======== Data records ========
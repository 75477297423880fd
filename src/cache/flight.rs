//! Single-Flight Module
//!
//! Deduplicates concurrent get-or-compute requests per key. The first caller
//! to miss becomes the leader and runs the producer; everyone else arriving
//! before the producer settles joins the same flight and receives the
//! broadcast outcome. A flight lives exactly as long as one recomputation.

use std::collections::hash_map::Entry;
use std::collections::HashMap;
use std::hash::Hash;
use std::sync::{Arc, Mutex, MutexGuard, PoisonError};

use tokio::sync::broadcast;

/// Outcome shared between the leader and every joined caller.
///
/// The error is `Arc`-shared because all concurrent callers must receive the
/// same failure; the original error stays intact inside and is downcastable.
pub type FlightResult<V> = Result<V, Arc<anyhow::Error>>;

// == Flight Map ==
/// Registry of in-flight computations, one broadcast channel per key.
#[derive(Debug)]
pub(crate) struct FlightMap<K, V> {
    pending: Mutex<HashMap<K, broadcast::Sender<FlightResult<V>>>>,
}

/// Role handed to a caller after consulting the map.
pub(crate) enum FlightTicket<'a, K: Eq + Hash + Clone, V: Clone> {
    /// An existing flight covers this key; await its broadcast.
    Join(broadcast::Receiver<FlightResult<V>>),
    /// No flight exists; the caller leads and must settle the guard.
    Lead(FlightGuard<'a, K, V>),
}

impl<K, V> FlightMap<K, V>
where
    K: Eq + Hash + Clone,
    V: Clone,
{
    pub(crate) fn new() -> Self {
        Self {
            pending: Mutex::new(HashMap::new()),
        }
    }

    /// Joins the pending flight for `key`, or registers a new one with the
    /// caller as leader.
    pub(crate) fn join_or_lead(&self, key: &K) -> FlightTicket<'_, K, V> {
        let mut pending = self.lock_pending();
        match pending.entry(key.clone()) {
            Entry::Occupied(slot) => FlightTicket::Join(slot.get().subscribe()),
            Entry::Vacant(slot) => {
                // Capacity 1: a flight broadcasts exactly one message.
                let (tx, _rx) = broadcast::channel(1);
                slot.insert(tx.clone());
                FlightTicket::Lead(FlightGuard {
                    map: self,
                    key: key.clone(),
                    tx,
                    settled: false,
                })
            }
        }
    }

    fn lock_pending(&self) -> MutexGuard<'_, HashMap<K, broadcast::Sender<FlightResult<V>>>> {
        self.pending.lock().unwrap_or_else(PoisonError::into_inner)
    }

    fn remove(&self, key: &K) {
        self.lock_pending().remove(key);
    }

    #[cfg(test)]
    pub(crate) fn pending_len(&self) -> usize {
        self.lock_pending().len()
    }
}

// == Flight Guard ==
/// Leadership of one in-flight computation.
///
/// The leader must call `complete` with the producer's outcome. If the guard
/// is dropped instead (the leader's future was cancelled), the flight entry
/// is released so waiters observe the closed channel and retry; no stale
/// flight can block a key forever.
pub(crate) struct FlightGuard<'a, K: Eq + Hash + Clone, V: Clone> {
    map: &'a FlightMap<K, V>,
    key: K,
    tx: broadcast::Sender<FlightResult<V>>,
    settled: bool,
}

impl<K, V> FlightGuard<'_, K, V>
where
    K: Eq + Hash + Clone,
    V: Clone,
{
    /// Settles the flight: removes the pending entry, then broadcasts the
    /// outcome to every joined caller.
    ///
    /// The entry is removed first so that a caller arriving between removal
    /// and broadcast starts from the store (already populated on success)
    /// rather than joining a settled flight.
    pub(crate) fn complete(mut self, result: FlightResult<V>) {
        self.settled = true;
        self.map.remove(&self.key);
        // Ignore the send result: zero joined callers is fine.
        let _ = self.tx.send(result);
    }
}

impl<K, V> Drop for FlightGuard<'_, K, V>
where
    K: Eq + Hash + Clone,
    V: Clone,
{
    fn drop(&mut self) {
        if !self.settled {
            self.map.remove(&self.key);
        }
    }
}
========
To do | Find the line with "callers is fine." in the listing above, then write out that line and each remaining line exactly, with no other text.

Exercise response |
        // Ignore the send result: zero joined callers is fine.
        let _ = self.tx.send(result);
    }
}

impl<K, V> Drop for FlightGuard<'_, K, V>
where
    K: Eq + Hash + Clone,
    V: Clone,
{
    fn drop(&mut self) {
        if !self.settled {
            self.map.remove(&self.key);
        }
    }
}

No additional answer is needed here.